Collected data entries
■ ■ ■ ■ ■

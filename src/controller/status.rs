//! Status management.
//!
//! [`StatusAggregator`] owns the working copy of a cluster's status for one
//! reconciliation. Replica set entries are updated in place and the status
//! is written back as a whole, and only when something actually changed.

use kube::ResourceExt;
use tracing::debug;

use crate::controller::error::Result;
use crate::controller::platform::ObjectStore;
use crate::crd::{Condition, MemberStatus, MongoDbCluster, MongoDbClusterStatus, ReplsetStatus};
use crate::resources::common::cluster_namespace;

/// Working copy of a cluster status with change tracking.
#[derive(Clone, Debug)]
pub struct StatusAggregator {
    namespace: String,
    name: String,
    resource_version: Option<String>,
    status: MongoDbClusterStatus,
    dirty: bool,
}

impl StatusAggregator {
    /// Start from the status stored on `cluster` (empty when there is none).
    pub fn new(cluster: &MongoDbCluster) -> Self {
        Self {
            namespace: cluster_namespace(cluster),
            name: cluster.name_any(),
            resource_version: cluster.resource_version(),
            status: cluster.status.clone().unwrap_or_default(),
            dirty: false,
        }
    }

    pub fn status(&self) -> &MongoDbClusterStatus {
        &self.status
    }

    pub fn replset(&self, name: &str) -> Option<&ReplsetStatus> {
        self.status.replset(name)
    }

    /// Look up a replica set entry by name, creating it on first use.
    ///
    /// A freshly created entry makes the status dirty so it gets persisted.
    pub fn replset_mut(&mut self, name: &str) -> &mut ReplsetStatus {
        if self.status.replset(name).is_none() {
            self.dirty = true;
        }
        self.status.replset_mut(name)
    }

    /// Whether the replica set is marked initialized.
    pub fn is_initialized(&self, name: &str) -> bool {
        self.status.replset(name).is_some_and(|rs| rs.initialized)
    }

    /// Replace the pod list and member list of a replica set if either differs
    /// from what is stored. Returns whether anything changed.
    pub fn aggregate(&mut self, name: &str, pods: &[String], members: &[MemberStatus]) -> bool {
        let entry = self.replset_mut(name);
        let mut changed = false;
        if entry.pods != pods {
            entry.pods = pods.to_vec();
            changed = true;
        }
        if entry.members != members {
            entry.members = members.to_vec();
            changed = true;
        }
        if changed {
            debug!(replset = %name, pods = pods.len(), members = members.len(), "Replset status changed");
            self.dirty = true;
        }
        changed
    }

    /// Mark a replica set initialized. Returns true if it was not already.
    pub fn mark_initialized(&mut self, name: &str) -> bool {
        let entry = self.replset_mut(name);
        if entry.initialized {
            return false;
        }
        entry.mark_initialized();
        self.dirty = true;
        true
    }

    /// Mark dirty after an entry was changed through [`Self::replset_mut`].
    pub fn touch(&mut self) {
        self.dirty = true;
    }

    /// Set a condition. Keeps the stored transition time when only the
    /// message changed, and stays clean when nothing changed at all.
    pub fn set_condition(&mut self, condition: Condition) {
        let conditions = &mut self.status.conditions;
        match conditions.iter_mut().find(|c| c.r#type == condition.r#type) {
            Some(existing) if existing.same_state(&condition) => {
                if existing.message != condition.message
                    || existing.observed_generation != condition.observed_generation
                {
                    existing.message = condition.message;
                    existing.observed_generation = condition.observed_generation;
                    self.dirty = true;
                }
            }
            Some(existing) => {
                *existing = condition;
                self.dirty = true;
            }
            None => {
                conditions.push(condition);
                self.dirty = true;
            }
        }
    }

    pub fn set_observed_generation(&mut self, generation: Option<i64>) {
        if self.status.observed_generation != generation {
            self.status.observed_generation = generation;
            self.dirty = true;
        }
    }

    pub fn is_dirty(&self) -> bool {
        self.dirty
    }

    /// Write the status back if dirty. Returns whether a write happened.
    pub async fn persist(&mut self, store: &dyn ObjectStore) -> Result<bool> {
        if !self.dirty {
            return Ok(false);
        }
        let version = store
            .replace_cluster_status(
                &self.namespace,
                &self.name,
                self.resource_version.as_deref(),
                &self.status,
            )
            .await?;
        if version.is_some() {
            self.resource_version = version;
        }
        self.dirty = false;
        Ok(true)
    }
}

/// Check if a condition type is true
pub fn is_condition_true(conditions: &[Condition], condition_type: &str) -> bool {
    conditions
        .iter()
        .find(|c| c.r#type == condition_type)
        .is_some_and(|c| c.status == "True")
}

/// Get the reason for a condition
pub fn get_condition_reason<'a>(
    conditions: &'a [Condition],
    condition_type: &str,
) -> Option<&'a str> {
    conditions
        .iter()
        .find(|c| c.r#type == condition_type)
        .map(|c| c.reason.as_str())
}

■ ■ ■ ■ ■

WHAT THE TASK REQUIRES - Line count for the word "controller": give the number of lines in the entries above that contain it, and nothing more.

RESPONSE - 3